It’s The Writing, Stupid
Jason And The Argonauts has just appeared on a Blu-Ray disc, and I’ve noticed that some comment boards are complaining that the enhanced sharpness of digital transposition has shown up the film’s stop-frame effects and mattes. Although, as one Amazon reviewer points out; ‘The character of Talos moved exactly how you would expect a giant made of bronze to move, rigid, lumbering, and generally slow, compared to the very fluid and animated movements of the winged harpies, or even the multi-headed Hydra creature. It’s the supposition of how the creatures would move, infused with the created models that set Harryhausen apart from his peers, and made him a legend in his own time, influencing so many others that came after him.’

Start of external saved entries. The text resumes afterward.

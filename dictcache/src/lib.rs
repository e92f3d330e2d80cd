// Copyright 2026 dictcache Project Authors
//
// Licensed under the Apache License, Version 2.0 (the "License");
// you may not use this file except in compliance with the License.
// You may obtain a copy of the License at
//
//     http://www.apache.org/licenses/LICENSE-2.0
//
// Unless required by applicable law or agreed to in writing, software
// distributed under the License is distributed on an "AS IS" BASIS,
// WITHOUT WARRANTIES OR CONDITIONS OF ANY KIND, either express or implied.
// See the License for the specific language governing permissions and
// limitations under the License.

#![cfg_attr(docsrs, feature(doc_cfg))]

//! A shared multi-key reference-counted cache of dictionary objects.
//!
//! Each cached object can be looked up by up to three independent keys (id, name and an auxiliary key). Lookups
//! hand out reference-counted handles; objects no longer referenced stay cached in an LRU free list until capacity
//! pressure evicts them. Concurrent misses of the same key are coordinated so that exactly one caller loads the
//! object from the backing storage while the others wait for the result.
//!
//! ```
//! use std::sync::Arc;
//!
//! use dictcache::prelude::*;
//!
//! struct Schema {
//!     id: u64,
//!     name: String,
//! }
//!
//! impl Keyed for Schema {
//!     type IdKey = u64;
//!     type NameKey = String;
//!     type AuxKey = ();
//!
//!     fn id_key(&self) -> Option<u64> {
//!         Some(self.id)
//!     }
//!
//!     fn name_key(&self) -> Option<String> {
//!         Some(self.name.clone())
//!     }
//! }
//!
//! let schemas = SharedMultiMap::<Schema>::builder(64).with_name("schemas").build().unwrap();
//!
//! let key = CacheKey::Name("sales".to_string());
//! let entry = match schemas.get(&key).unwrap() {
//!     Lookup::Hit(entry) => entry,
//!     Lookup::Miss(ticket) => ticket
//!         .fulfil(Arc::new(Schema {
//!             id: 1,
//!             name: "sales".to_string(),
//!         }))
//!         .unwrap(),
//! };
//! assert_eq!(entry.id, 1);
//! drop(entry);
//!
//! assert!(schemas.get(&CacheKey::Id(1)).unwrap().is_hit());
//! ```

mod autolocker;
/// Cache configuration and the map builder.
pub mod config;
/// Cached object capability, keys and the element wrapper.
pub mod element;
mod free_list;
mod index;
/// The `Loader` capability and the load-through lookup.
pub mod loader;
/// The shared multi-map and its handles.
pub mod map;
mod pool;
/// Re-exports of the commonly used types.
pub mod prelude;

#[cfg(any(test, feature = "test_utils"))]
pub mod test_utils;
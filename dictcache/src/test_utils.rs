// Copyright 2026 dictcache Project Authors
//
// Licensed under the Apache License, Version 2.0 (the "License");
// you may not use this file except in compliance with the License.
// You may obtain a copy of the License at
//
//     http://www.apache.org/licenses/LICENSE-2.0
//
// Unless required by applicable law or agreed to in writing, software
// distributed under the License is distributed on an "AS IS" BASIS,
// WITHOUT WARRANTIES OR CONDITIONS OF ANY KIND, either express or implied.
// See the License for the specific language governing permissions and
// limitations under the License.

//! Utilities for testing.

use std::sync::{
    atomic::{AtomicUsize, Ordering},
    Arc,
};

use dictcache_common::event::{Event, EventListener};
use parking_lot::{Mutex, MutexGuard};

use crate::element::{CacheKey, ElementKeys, Keyed};

/// A dictionary-like object with an id, a name and an optional auxiliary key.
#[derive(Debug, Default)]
pub struct TestObject {
    /// Id key.
    pub id: Option<u64>,
    /// Name key.
    pub name: Option<String>,
    /// Auxiliary key.
    pub aux: Option<u64>,
    /// Payload that does not take part in the keys, used to tell equivalent objects apart.
    pub version: u64,
    drops: Option<Arc<AtomicUsize>>,
}

impl TestObject {
    /// Create an object with an id and a name.
    pub fn new(id: u64, name: impl Into<String>) -> Self {
        Self {
            id: Some(id),
            name: Some(name.into()),
            aux: None,
            version: 0,
            drops: None,
        }
    }

    /// Create an object that yields no key at all.
    pub fn keyless() -> Self {
        Self::default()
    }

    /// Set the auxiliary key.
    pub fn with_aux(mut self, aux: u64) -> Self {
        self.aux = Some(aux);
        self
    }

    /// Drop the name key.
    pub fn without_name(mut self) -> Self {
        self.name = None;
        self
    }

    /// Set the payload version.
    pub fn with_version(mut self, version: u64) -> Self {
        self.version = version;
        self
    }

    /// Count the drop of the object in the given counter.
    pub fn with_drop_counter(mut self, drops: Arc<AtomicUsize>) -> Self {
        self.drops = Some(drops);
        self
    }
}

impl Drop for TestObject {
    fn drop(&mut self) {
        if let Some(drops) = self.drops.as_ref() {
            drops.fetch_add(1, Ordering::SeqCst);
        }
    }
}

impl Keyed for TestObject {
    type IdKey = u64;
    type NameKey = String;
    type AuxKey = u64;

    fn id_key(&self) -> Option<u64> {
        self.id
    }

    fn name_key(&self) -> Option<String> {
        self.name.clone()
    }

    fn aux_key(&self) -> Option<u64> {
        self.aux
    }
}

/// A listener that records the keys of every object leaving the cache.
pub struct RecordingListener<T: Keyed> {
    events: Arc<Mutex<Vec<(Event, Vec<CacheKey<T>>)>>>,
}

impl<T: Keyed> Clone for RecordingListener<T> {
    fn clone(&self) -> Self {
        Self {
            events: self.events.clone(),
        }
    }
}

impl<T: Keyed> Default for RecordingListener<T> {
    fn default() -> Self {
        Self {
            events: Default::default(),
        }
    }
}

impl<T: Keyed> EventListener for RecordingListener<T> {
    type Object = T;

    fn on_leave(&self, reason: Event, object: &T) {
        let keys = ElementKeys::from_object(object).to_vec();
        self.events.lock().push((reason, keys));
    }
}

impl<T: Keyed> RecordingListener<T> {
    /// Get all recorded events.
    pub fn events(&self) -> MutexGuard<'_, Vec<(Event, Vec<CacheKey<T>>)>> {
        self.events.lock()
    }

    /// Number of recorded events with the given reason.
    pub fn count(&self, reason: Event) -> usize {
        self.events.lock().iter().filter(|(e, _)| *e == reason).count()
    }

    /// Check if an object carrying the key left the cache with the given reason.
    pub fn contains(&self, reason: Event, key: &CacheKey<T>) -> bool {
        self.events
            .lock()
            .iter()
            .any(|(e, keys)| *e == reason && keys.contains(key))
    }
}
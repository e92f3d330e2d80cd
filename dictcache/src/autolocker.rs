// Copyright 2026 dictcache Project Authors
//
// Licensed under the Apache License, Version 2.0 (the "License");
// you may not use this file except in compliance with the License.
// You may obtain a copy of the License at
//
//     http://www.apache.org/licenses/LICENSE-2.0
//
// Unless required by applicable law or agreed to in writing, software
// distributed under the License is distributed on an "AS IS" BASIS,
// WITHOUT WARRANTIES OR CONDITIONS OF ANY KIND, either express or implied.
// See the License for the specific language governing permissions and
// limitations under the License.

use std::{
    ops::{Deref, DerefMut},
    sync::Arc,
    time::Instant,
};

use dictcache_common::event::{Event, EventListener};
use parking_lot::{Condvar, MutexGuard};

/// Scoped lock of a shared multi-map.
///
/// Besides guarding the state, the locker collects the side effects that must not run inside the critical section:
/// objects leaving the cache and the broadcast of handled misses. They are performed on drop, in this order:
///
/// 1. the lock is released,
/// 2. waiters are woken if any miss was handled,
/// 3. the event listener is called for every collected object, then the objects are dropped.
pub(crate) struct Autolocker<'a, S, T: 'static> {
    guard: Option<MutexGuard<'a, S>>,
    condvar: &'a Condvar,
    listener: Option<&'a dyn EventListener<Object = T>>,
    garbages: Vec<(Event, Arc<T>)>,
    notify: bool,
}

impl<'a, S, T: 'static> Autolocker<'a, S, T> {
    pub fn new(
        guard: MutexGuard<'a, S>,
        condvar: &'a Condvar,
        listener: Option<&'a dyn EventListener<Object = T>>,
    ) -> Self {
        Self {
            guard: Some(guard),
            condvar,
            listener,
            garbages: vec![],
            notify: false,
        }
    }

    /// Schedule the object for deletion after the lock is released.
    pub fn auto_delete(&mut self, reason: Event, object: Arc<T>) {
        self.garbages.push((reason, object));
    }

    /// Wake all waiters after the lock is released.
    pub fn notify_all(&mut self) {
        self.notify = true;
    }

    /// Block until woken by a broadcast. Pending broadcasts are sent before blocking.
    pub fn wait(&mut self) {
        self.flush_notify();
        if let Some(guard) = self.guard.as_mut() {
            self.condvar.wait(guard);
        }
    }

    /// Block until woken by a broadcast or until the deadline. Returns `true` if the deadline passed.
    pub fn wait_until(&mut self, deadline: Instant) -> bool {
        self.flush_notify();
        match self.guard.as_mut() {
            Some(guard) => self.condvar.wait_until(guard, deadline).timed_out(),
            None => true,
        }
    }

    fn flush_notify(&mut self) {
        if std::mem::take(&mut self.notify) {
            self.condvar.notify_all();
        }
    }
}

impl<S, T: 'static> Deref for Autolocker<'_, S, T> {
    type Target = S;

    fn deref(&self) -> &Self::Target {
        self.guard.as_deref().expect("autolocker is unlocked")
    }
}

impl<S, T: 'static> DerefMut for Autolocker<'_, S, T> {
    fn deref_mut(&mut self) -> &mut Self::Target {
        self.guard.as_deref_mut().expect("autolocker is unlocked")
    }
}

impl<S, T: 'static> Drop for Autolocker<'_, S, T> {
    fn drop(&mut self) {
        drop(self.guard.take());

        if self.notify {
            self.condvar.notify_all();
        }

        // Do not deallocate data within the lock section.
        for (reason, object) in self.garbages.drain(..) {
            if let Some(listener) = self.listener {
                listener.on_leave(reason, &object);
            }
            drop(object);
        }
    }
}

#[cfg(test)]
mod tests {
    use std::{
        sync::atomic::{AtomicUsize, Ordering},
        time::Duration,
    };

    use parking_lot::Mutex;

    use super::*;

    struct Probe {
        lock: Arc<Mutex<usize>>,
        locked_on_leave: AtomicUsize,
        left: AtomicUsize,
    }

    impl EventListener for Probe {
        type Object = usize;

        fn on_leave(&self, reason: Event, object: &usize) {
            assert_eq!(reason, Event::Evict);
            assert_eq!(*object, 42);
            if self.lock.is_locked() {
                self.locked_on_leave.fetch_add(1, Ordering::SeqCst);
            }
            self.left.fetch_add(1, Ordering::SeqCst);
        }
    }

    #[test]
    fn test_deferred_delete_after_unlock() {
        let lock = Arc::new(Mutex::new(0usize));
        let condvar = Condvar::new();
        let probe = Probe {
            lock: lock.clone(),
            locked_on_leave: AtomicUsize::new(0),
            left: AtomicUsize::new(0),
        };

        let object = Arc::new(42usize);
        {
            let mut locker = Autolocker::new(lock.lock(), &condvar, Some(&probe as &dyn EventListener<Object = usize>));
            *locker += 1;
            locker.auto_delete(Event::Evict, object.clone());
            assert_eq!(Arc::strong_count(&object), 2);
            assert_eq!(probe.left.load(Ordering::SeqCst), 0);
        }
        assert_eq!(Arc::strong_count(&object), 1);
        assert_eq!(probe.left.load(Ordering::SeqCst), 1);
        assert_eq!(probe.locked_on_leave.load(Ordering::SeqCst), 0);
        assert_eq!(*lock.lock(), 1);
    }

    #[test]
    fn test_broadcast_after_unlock() {
        let lock = Arc::new(Mutex::new(false));
        let condvar = Arc::new(Condvar::new());

        let handle = {
            let lock = lock.clone();
            let condvar = condvar.clone();
            std::thread::spawn(move || {
                let mut locker: Autolocker<'_, bool, ()> = Autolocker::new(lock.lock(), &condvar, None);
                while !*locker {
                    locker.wait();
                }
            })
        };

        std::thread::sleep(Duration::from_millis(10));
        {
            let mut locker: Autolocker<'_, bool, ()> = Autolocker::new(lock.lock(), &condvar, None);
            *locker = true;
            locker.notify_all();
        }
        handle.join().unwrap();
    }

    #[test]
    fn test_wait_until_deadline() {
        let lock = Mutex::new(());
        let condvar = Condvar::new();
        let mut locker: Autolocker<'_, (), ()> = Autolocker::new(lock.lock(), &condvar, None);
        assert!(locker.wait_until(Instant::now() + Duration::from_millis(5)));
    }
}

The film remains a peak of achievement for all concerned, and is now regarded as a classic – although it was virtually low budget compared to Hollywood movies. The other real difference – apart from the pitch-perfect melding of the Bernard Herrmann score with the action – is the intelligent script by Jan Read and Beverley Cross. Read wrote the screenplays of The First Men In The Moon and The Roman Spring Of Mrs Stone, while Cross wrote screenplays of The Long Ships and Half A Sixpence. The duo worked from the heroic poems of Apollonios Rhodios, and melded magic and excitement without sacrificing the most important aspect of Greek mythology – that the lives of mortals are the caprice of Gods playing out their own human emotions on an epic scale.
And here, I think, is why certain films remain memorable; it’s simply that they don’t talk down to their audience. If you’re going to make an action film, great – there’s no need to dumb down plot and dialogue, because an intelligent script povides meat for those who want it, and doesn’t stymie the enjoyment of those who don’t.
But I’ve lost count of the number of scripts I’ve worked on where the producer asks me to pace up the opening to get to the action – even though setting up action often requires no more than a few moments of screen time. But of course, displays of intelligence are sometimes seen as dangerous. And now, even Hollywood’s adult-oriented indie films are more concerned with ‘bonding’, ‘closure’ and other displays of pseudo-emotion, rather than opening up genuine dialogue.
Why is this? Well, we’re all careful about what we say now. We speak in public; on social network sites and websites like this, and we watch our words more carefully, policing our emotions, avoiding the controversial. But controversy is simply expressing an opinion, and once we cease to do that in art forms like books and cinema, we might as well all go and watch The Prince Of Persia and read Harry Potter forever.
What keeps us from a state of eternal infantilisation?
The answer is in the column heading.